We should know the difference and, without looking to the Good Friday Agreement as a moral compass, the retrograde step it is to glorify or celebrate incidents where people lost their lives . I especially think of recent incidents where the bereaved members of the family are still alive and well. That is not true republicanism. If unionists and loyalists are doing that, it is not the way forward.

It is with deep sadness that it took such an extended generation, a lost generation, to get from the Sunningdale Agreement to the Good Friday Agreement and we more or less got the same agreement. The late Seamus Mallon called it, if I recall correctly, "Sunningdale for slow learners".

There is a lovely quote from John Hume, which some Members may well have heard before, but it is worth placing on the record of the House in case it has not been done yet. In the famous Nobel Peace Prize acceptance speech he gave in 1998, when an Irishman was treated with such exuberant and spontaneous respect in the European Parliament, he said, among other learned words:

All conflict is about difference, whether the difference is race, religion or nationality. The European visionaries decided that difference is not a threat, difference is natural. Difference is ... the essence of humanity. Difference is an accident of birth and it should therefore never be ... [a] source of hatred or conflict. The answer to difference is to respect it. Therein lies a most fundamental principle of peace – respect for diversity.

We have a long way to go to respect diversity and we can start by healing. I am a proud Irish republican, but essential healing must happen before we can think of a united Ireland in real terms. We have a peace but it is not an authentic peace.

I am sorry to pick on one tradition because both sides lost so many, but the Garda Commissioner, Drew Harris, is an inspiration. His father, an RUC officer, was killed. Drew Harris was asked in an interview how he got over it. He said he had not but he did not want his children to have that bitterness, so he worked on it very hard and, although he thought about his late father every day, it was not the way to go forward. It was very inspiring that, although Drew Harris lost his father, he now leads our police force south of the Border. That is a true republicanism of forgiveness and not allowing judgementalism to become septic and festering.

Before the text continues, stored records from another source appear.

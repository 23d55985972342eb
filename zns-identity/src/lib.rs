//! Ego-name → zone-keypair registry (§4.5). The proxy uses this exclusively
//! to obtain its *root* and *shorten* zones at startup; it never mutates
//! identities itself.

use dashmap::DashMap;
use fs4::fs_std::FileExt;
use serde::{Deserialize, Serialize};
use std::fs::OpenOptions;
use std::path::{Path, PathBuf};
use thiserror::Error;
use tokio::sync::watch;
use zns_crypto::SecretKey;

#[derive(Debug, Error)]
pub enum IdentityError {
    #[error("ego name already in use: {0}")]
    NameInUse(String),
    #[error("no such ego: {0}")]
    NoSuchEgo(String),
    #[error("io error: {0}")]
    Io(#[from] std::io::Error),
    #[error("serialization error: {0}")]
    Serde(#[from] serde_json::Error),
}

/// The public view of one registered ego, as delivered to subscribers.
#[derive(Debug, Clone, PartialEq, Eq)]
pub struct EgoEntry {
    pub name: String,
    pub public: [u8; 32],
}

#[derive(Serialize, Deserialize)]
struct KeyFile {
    name: String,
    secret_key: [u8; 32],
}

/// Maps ego-name to zone keypair; each keypair is persisted in its own
/// file under `key_dir`, named by the hex short-hash of its public key
/// (§6 "Persisted state"), written under an exclusive advisory lock using
/// an atomic tmp-then-rename.
pub struct IdentityRegistry {
    key_dir: PathBuf,
    egos: DashMap<String, SecretKey>,
    watch_tx: watch::Sender<Vec<EgoEntry>>,
}

fn short_hash_hex(public: &[u8; 32]) -> String {
    let digest = zns_crypto::hash(public);
    hex::encode(&digest[..8])
}

impl IdentityRegistry {
    /// Load every key file under `key_dir`. A file whose stored key's
    /// derived public key doesn't match its filename is logged as an
    /// error and skipped — left on disk untouched, not "fixed".
    pub fn load(key_dir: impl Into<PathBuf>) -> Result<Self, IdentityError> {
        let key_dir = key_dir.into();
        let egos = DashMap::new();

        if key_dir.exists() {
            for entry in std::fs::read_dir(&key_dir)? {
                let entry = entry?;
                let path = entry.path();
                if path.extension().and_then(|e| e.to_str()) != Some("json") {
                    continue;
                }
                let Ok(data) = std::fs::read_to_string(&path) else {
                    continue;
                };
                let key_file: KeyFile = match serde_json::from_str(&data) {
                    Ok(k) => k,
                    Err(e) => {
                        tracing::error!(error = %e, path = %path.display(), "malformed identity key file, skipping");
                        continue;
                    }
                };
                let sk = SecretKey::from_bytes(&key_file.secret_key);
                let expected_stem = short_hash_hex(&sk.public_of().to_bytes());
                let actual_stem = path.file_stem().and_then(|s| s.to_str()).unwrap_or_default();
                if actual_stem != expected_stem {
                    tracing::error!(
                        path = %path.display(),
                        expected = expected_stem,
                        "identity key file name does not match its derived public key, leaving untouched"
                    );
                    continue;
                }
                egos.insert(key_file.name, sk);
            }
        }

        let (watch_tx, _) = watch::channel(Vec::new());
        let registry = IdentityRegistry {
            key_dir,
            egos,
            watch_tx,
        };
        registry.notify();
        Ok(registry)
    }

    fn notify(&self) {
        let snapshot: Vec<EgoEntry> = self
            .egos
            .iter()
            .map(|e| EgoEntry {
                name: e.key().clone(),
                public: e.value().public_of().to_bytes(),
            })
            .collect();
        let _ = self.watch_tx.send(snapshot);
    }

    fn file_path(&self, public: &[u8; 32]) -> PathBuf {
        self.key_dir.join(format!("{}.json", short_hash_hex(public)))
    }

    fn write_key_file(&self, name: &str, sk: &SecretKey) -> Result<(), IdentityError> {
        std::fs::create_dir_all(&self.key_dir)?;
        let path = self.file_path(&sk.public_of().to_bytes());
        let tmp = path.with_extension("json.tmp");

        let lock_file = OpenOptions::new()
            .create(true)
            .write(true)
            .truncate(false)
            .open(&tmp)?;
        lock_file.lock_exclusive()?;

        let json = serde_json::to_string_pretty(&KeyFile {
            name: name.to_string(),
            secret_key: sk.to_bytes(),
        })?;
        std::fs::write(&tmp, &json)?;
        std::fs::rename(&tmp, &path)?;
        FileExt::unlock(&lock_file)?;
        Ok(())
    }

    pub fn create(&self, name: &str, rng: &mut impl rand_core::RngCore) -> Result<EgoEntry, IdentityError> {
        if self.egos.contains_key(name) {
            return Err(IdentityError::NameInUse(name.to_string()));
        }
        let sk = SecretKey::generate(rng);
        self.write_key_file(name, &sk)?;
        let entry = EgoEntry {
            name: name.to_string(),
            public: sk.public_of().to_bytes(),
        };
        self.egos.insert(name.to_string(), sk);
        self.notify();
        Ok(entry)
    }

    pub fn rename(&self, old: &str, new: &str) -> Result<(), IdentityError> {
        if !self.egos.contains_key(old) {
            return Err(IdentityError::NoSuchEgo(old.to_string()));
        }
        if self.egos.contains_key(new) {
            return Err(IdentityError::NameInUse(new.to_string()));
        }
        let (_, sk) = self.egos.remove(old).expect("checked above");
        self.write_key_file(new, &sk)?;
        self.egos.insert(new.to_string(), sk);
        self.notify();
        Ok(())
    }

    pub fn delete(&self, name: &str) -> Result<(), IdentityError> {
        let Some((_, sk)) = self.egos.remove(name) else {
            return Err(IdentityError::NoSuchEgo(name.to_string()));
        };
        let path = self.file_path(&sk.public_of().to_bytes());
        if path.exists() {
            std::fs::remove_file(&path)?;
        }
        self.notify();
        Ok(())
    }

    pub fn secret_of(&self, name: &str) -> Option<SecretKey> {
        self.egos.get(name).map(|e| e.value().clone())
    }

    /// Subscribers receive the current set immediately, then every
    /// subsequent full-set update (§4.5/§6 "one event per ego on initial
    /// sync then deltas" — deltas are the new full set; consumers diff
    /// against their previous observation).
    pub fn subscribe(&self) -> watch::Receiver<Vec<EgoEntry>> {
        self.watch_tx.subscribe()
    }
}

#[cfg(test)]
mod tests {
    use super::*;
    use rand::rngs::OsRng;
    use tempfile::tempdir;

    #[test]
    fn create_then_load_recovers_the_same_key() {
        let dir = tempdir().unwrap();
        let public;
        {
            let registry = IdentityRegistry::load(dir.path()).unwrap();
            let entry = registry.create("root", &mut OsRng).unwrap();
            public = entry.public;
        }

        let registry2 = IdentityRegistry::load(dir.path()).unwrap();
        let sk = registry2.secret_of("root").unwrap();
        assert_eq!(sk.public_of().to_bytes(), public);
    }

    #[test]
    fn create_with_duplicate_name_fails() {
        let dir = tempdir().unwrap();
        let registry = IdentityRegistry::load(dir.path()).unwrap();
        registry.create("root", &mut OsRng).unwrap();
        assert!(matches!(
            registry.create("root", &mut OsRng),
            Err(IdentityError::NameInUse(_))
        ));
    }

    #[test]
    fn rename_nonexistent_fails() {
        let dir = tempdir().unwrap();
        let registry = IdentityRegistry::load(dir.path()).unwrap();
        assert!(matches!(
            registry.rename("ghost", "new"),
            Err(IdentityError::NoSuchEgo(_))
        ));
    }

    #[test]
    fn rename_onto_existing_name_fails() {
        let dir = tempdir().unwrap();
        let registry = IdentityRegistry::load(dir.path()).unwrap();
        registry.create("a", &mut OsRng).unwrap();
        registry.create("b", &mut OsRng).unwrap();
        assert!(matches!(
            registry.rename("a", "b"),
            Err(IdentityError::NameInUse(_))
        ));
    }

    #[test]
    fn mismatched_key_file_is_skipped_and_left_untouched() {
        let dir = tempdir().unwrap();
        std::fs::create_dir_all(dir.path()).unwrap();
        let bogus = KeyFile {
            name: "bogus".to_string(),
            secret_key: [7u8; 32],
        };
        let path = dir.path().join("deadbeefdeadbeef.json");
        std::fs::write(&path, serde_json::to_string(&bogus).unwrap()).unwrap();

        let registry = IdentityRegistry::load(dir.path()).unwrap();
        assert!(registry.secret_of("bogus").is_none());
        assert!(path.exists(), "file must be left untouched, not deleted");
    }

    #[tokio::test]
    async fn subscriber_observes_current_set_immediately() {
        let dir = tempdir().unwrap();
        let registry = IdentityRegistry::load(dir.path()).unwrap();
        registry.create("root", &mut OsRng).unwrap();

        let rx = registry.subscribe();
        assert_eq!(rx.borrow().len(), 1);
    }

    #[tokio::test]
    async fn subscriber_sees_subsequent_updates() {
        let dir = tempdir().unwrap();
        let registry = IdentityRegistry::load(dir.path()).unwrap();
        let mut rx = registry.subscribe();

        registry.create("root", &mut OsRng).unwrap();
        rx.changed().await.unwrap();
        assert_eq!(rx.borrow().len(), 1);
    }
}
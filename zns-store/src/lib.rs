pub mod file_store;
pub mod memory_store;

use std::time::SystemTime;
use zns_core::label::Label;
use zns_core::record::RecordSet;
use zns_core::zone::ZonePub;
use zns_core::{SignedBlock, ZnsError};
use zns_crypto::{PublicKey, SecretKey};

pub use file_store::FileStore;
pub use memory_store::MemoryStore;

/// The record-store interface (§4.3). A backend is pluggable; this crate
/// ships in-memory and disk-file implementations. A relational backend is
/// named in the interface but left unbuilt — selecting one is an operational
/// concern, not core (see DESIGN.md).
pub trait RecordStore: Send + Sync {
    /// Overwrites any previously-cached block for the same `derived_pub`.
    fn cache_block(&self, block: SignedBlock) -> Result<(), ZnsError>;

    fn lookup_block(&self, query: &[u8; 32]) -> Result<Option<SignedBlock>, ZnsError>;

    /// Replaces the authoritative record-set at `(zone, label)`; an empty
    /// `records` deletes it. Atomic w.r.t. concurrent lookups on the same
    /// `(zone, label)`, and re-signs + re-caches the block for the new set.
    fn store_records(
        &self,
        zone_sk: &SecretKey,
        label: &Label,
        records: RecordSet,
        now: SystemTime,
    ) -> Result<(), ZnsError>;

    /// Returns the `offset`-th entry under a stable-for-the-iteration but
    /// otherwise unspecified ordering. `zone == None` iterates all zones.
    fn iterate_records(
        &self,
        zone: Option<ZonePub>,
        offset: usize,
    ) -> Result<Option<(ZonePub, Label, RecordSet)>, ZnsError>;

    /// Reverse lookup: find a delegation record in `zone_sk`'s zone whose
    /// payload equals `target_pub`.
    fn zone_to_name(
        &self,
        zone_sk: &SecretKey,
        target_pub: &PublicKey,
    ) -> Result<Option<Label>, ZnsError>;
}

/// Build the signed block for `(pk, label, records)` as of `now`, per §3's
/// "the block is cached after signing for re-publication and re-service".
pub(crate) fn sign_record_set(
    zone_sk: &SecretKey,
    label: &Label,
    records: &RecordSet,
    now: SystemTime,
) -> SignedBlock {
    let pk = zone_sk.public_of();
    let derived_sk = zns_crypto::derive_private(zone_sk, label.as_str());
    let derived_pub = derived_sk.public_of();
    let (enc_key, iv) = zns_crypto::kdf(&pk, label.as_str());
    let payload = zns_codec::serialize(records);
    let encrypted_payload = zns_crypto::symmetric_encrypt(&enc_key, &iv, &payload);
    let expiration = zns_codec::block_expiration(records, now);

    let mut signed_bytes = Vec::with_capacity(8 + encrypted_payload.len());
    signed_bytes.extend_from_slice(&expiration.to_be_bytes());
    signed_bytes.extend_from_slice(&encrypted_payload);
    let signature = zns_crypto::sign(&derived_sk, &signed_bytes);

    SignedBlock {
        derived_pub: derived_pub.to_bytes(),
        signature,
        expiration,
        encrypted_payload,
    }
}

pub(crate) fn block_query(derived_pub: &[u8; 32]) -> [u8; 32] {
    zns_crypto::hash(derived_pub)
}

It also involves a generosity, and that involves listening. In one of Arlene Foster's last big interviews before she was recently removed as leader of the Democratic Unionist Party, and I send my political sympathies to her on that, she said, and I paraphrase, "You know, you guys in the Republic of Ireland, you think I'm a misguided Irish person, that all will be okay someday soon when I realise that I'm actually Irish and not British." She said there lies the fundamental misunderstanding of republicans and nationalists.Members might be surprised by that statement from someone who was, until recently, the leader of unionism. We have a job of work to do before we conduct a border poll because it is a once in a generation event and I want to ensure it is successful. We have much work to do. Can we start by asking the leader of the Northern Ireland Assembly to address the Houses of the Oireachtas? Bill Clinton, Nelson Mandela, Michel Barnier and Tony Blair have all done so, but it gets more politically difficult and testing when it is closer to home. Can the Taoiseach address the Stormont Parliament? Then we would have normality. We have a job of work to do before that happens. I hope this is the start of many debates and much coming together where we can forget the bitter past and first heal ourselves in the South of Ireland as one voice of republicanism. We can then be a wonderful advertisement and inspiration to our Irish brothers and sisters north of the border.